━━━━━ Record extracts ━━━━━

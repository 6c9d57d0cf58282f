//! # Document Store Client Trait
//!
//! Abstracts over the encrypted document vault the credential store talks
//! to. Backends own encryption, transport, authentication, durable storage,
//! and index maintenance; callers only shape requests and read responses.
//!
//! Every call receives the caller's [`InvocationSigner`], which backends
//! use to authorize the request. Callers pass it through unmodified.
//!
//! Implementations must be `Send + Sync` so one backend can be shared via
//! `Arc` across async tasks. The trait is object-safe.

use async_trait::async_trait;

use crate::document::{EqualityClause, FindResult, IndexSpec, NewDocument, VaultDocument};
use crate::error::EdvError;
use crate::signer::InvocationSigner;

/// An encrypted, indexed document vault.
#[async_trait]
pub trait DocumentStore: Send + Sync {
    /// Declare an index over one or more attribute paths.
    ///
    /// Declaring the same index twice is not an error.
    async fn ensure_index(&self, index: IndexSpec) -> Result<(), EdvError>;

    /// Return every document satisfying at least one clause in `equals`.
    async fn find(
        &self,
        equals: &[EqualityClause],
        signer: &dyn InvocationSigner,
    ) -> Result<FindResult, EdvError>;

    /// Store a new document and return it with its assigned id.
    ///
    /// Fails with a duplicate error when a unique index already holds one
    /// of the document's indexed values.
    async fn insert(
        &self,
        doc: NewDocument,
        signer: &dyn InvocationSigner,
    ) -> Result<VaultDocument, EdvError>;

    /// Remove a document. May fail with a 404-status error when the
    /// document is already absent.
    async fn delete(
        &self,
        doc: &VaultDocument,
        signer: &dyn InvocationSigner,
    ) -> Result<bool, EdvError>;
}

━━━━━

→ **Task objective**: Write out exactly the lines from the line holding "error when the" through the last line of the data, and nothing besides those lines.

→ **Your response**:
    /// Remove a document. May fail with a 404-status error when the
    /// document is already absent.
    async fn delete(
        &self,
        doc: &VaultDocument,
        signer: &dyn InvocationSigner,
    ) -> Result<bool, EdvError>;
}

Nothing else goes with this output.